The legislation changes the language of the Federal Food, Drug, and Cosmetic Act and urges greater efforts by federal regulators to educate the public about biosimilars, often a lower-cost alternative to originator biologics. “The Ensuring Innovation Act and the Advancing Education on Biosimilars Act of 2021 are a much-needed boost to help normalize use of biosimilars, just as generics were normalized years ago,” said Joseph Leach, MD, chief medical officer of the pharmacy benefit manager Prime Therapeutics, which has successfully pushed for greater biosimilar use among its prescription drug plan participants.
The language of the education bill states that “The Secretary,” presumably the FDA, will work to “advance education and awareness” of biologics and biosimilars among health care providers. This would involve the creation of education programs on prescribing biologics. The new law also provides that the government “may” maintain and operate a website to provide educational materials for health care providers, patients, and caregivers about biologics and biosimilars.

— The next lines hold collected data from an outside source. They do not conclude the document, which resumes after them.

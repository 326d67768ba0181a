use jsontree_core::{parse, stringify, write_to, Value};

#[test]
fn scalars() {
    assert_eq!(stringify(&Value::Null), "null");
    assert_eq!(stringify(&Value::Bool(true)), "true");
    assert_eq!(stringify(&Value::Bool(false)), "false");
    assert_eq!(stringify(&Value::int(0)), "0");
    assert_eq!(stringify(&Value::int(i64::MIN)), "-9223372036854775808");
    assert_eq!(stringify(&Value::number(0.1)), "0.1");
    assert_eq!(stringify(&Value::number(-2.5)), "-2.5");
}

#[test]
fn whole_doubles_print_as_integers() {
    assert_eq!(stringify(&Value::number(5.0)), "5");
    assert_eq!(stringify(&Value::number(-0.0)), "0");
}

#[test]
fn huge_doubles_use_exponent_form() {
    let text = stringify(&Value::number(1e300));
    assert_eq!(parse(&text).unwrap().get_double().unwrap(), 1e300);
}

#[test]
fn non_finite_doubles_become_null() {
    assert_eq!(stringify(&Value::number(f64::NAN)), "null");
    assert_eq!(stringify(&Value::number(f64::INFINITY)), "null");
}

#[test]
fn output_is_compact() {
    let v = parse("{ \"a\" : [ 1 , 2 ] ,\n \"b\" : { } }").unwrap();
    assert_eq!(stringify(&v), r#"{"a":[1,2],"b":{}}"#);
}

#[test]
fn unpaired_quote_and_trailing_backslash_are_escaped() {
    let v = Value::string("say \"hi\"\n\\");
    assert_eq!(stringify(&v), "\"say \\\"hi\\\"\n\\\\\"");
}

#[test]
fn parsed_escapes_are_emitted_as_written() {
    let input = r#""line\nnext\ttab \"q\" \\ \/""#;
    assert_eq!(stringify(&parse(input).unwrap()), input);
}

#[test]
fn keys_are_escaped_like_strings() {
    let v = Value::object_from([("a\"b", Value::Null)]);
    assert_eq!(stringify(&v), r#"{"a\"b":null}"#);
}

#[test]
fn stored_unicode_escape_is_emitted_verbatim() {
    let v = parse(r#"["\u0041\u00e9"]"#).unwrap();
    assert_eq!(stringify(&v), r#"["\u0041\u00e9"]"#);
}

#[test]
fn end_to_end_document() {
    let input = r#"{"a":1,"b":[true,null,"x"]}"#;
    assert_eq!(stringify(&parse(input).unwrap()), input);
}

#[test]
fn display_matches_stringify() {
    let v = parse(r#"[1,"two",{"three":3.5}]"#).unwrap();
    assert_eq!(format!("{v}"), stringify(&v));
}

#[test]
fn write_to_streams_same_text() {
    let v = parse(r#"{"k":[1,2,3]}"#).unwrap();
    let mut buf = Vec::new();
    write_to(&v, &mut buf).unwrap();
    assert_eq!(String::from_utf8(buf).unwrap(), stringify(&v));
}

There’s potential in the education bill in that it states that education efforts “shall” be directed at providers, said Chris Betti, PhD, an intellectual property attorney with Morgan Lewis specializing in biologics litigation. However, the act is “largely symbolic” because the FDA established a Biosimilars Action Plan in 2018 and that included the goal to educate providers and the public about biosimilars.
In addition, the act is heavily reliant on patients’ willingness to independently search out information about biosimilars and fill in any gaps by themselves. Simply dangling a website out there for patients may not have the desired effect, Betti said.
The Ensuring Innovation Act has its roots in efforts to break through originator biologic patent barriers that may prevent biosimilar developers from bringing their drugs to market, but in its approved form it isn’t capable of advancing that mission, Betti said. Patent thickets—clusters of patents created to protect the exclusivity of originator biologics—are likely to prove immune to the Ensuring Innovation Act.
This law has more value when it comes to clearing patent obstacles that hinder the emergence of small-molecule chemical compounds, otherwise known as generics, Betti said. “In the legislative history of this particular bill, there was a lot of discussion back and forth about biologics and what can be done about patent thickets. This bill does nothing to address biosimilars. Rather, it’s very narrowly focused on small molecules,” he said.
Wording Change Is Not Enough
The legislation changes the language of the Federal Food, Drug, and Cosmetic Act so that the words “active ingredient” are replaced with “active moiety.” This restricts the additional patenting that can be done when an originator company builds up a core drug compound with new active ingredients. Compounds are not biologics, though, as biologics are developed from living organisms. “This change has no effect on the biosimilars market and no effect on the exclusivity that is already given to biologics,” Betti said.
Patent thickets have the power to block biosimilar market entry from multiple angles, and addressing this is “not something that can be addressed by a very simple piece of legislation such as this. Some pretty substantial changes to the Patent Act would be required,” he said.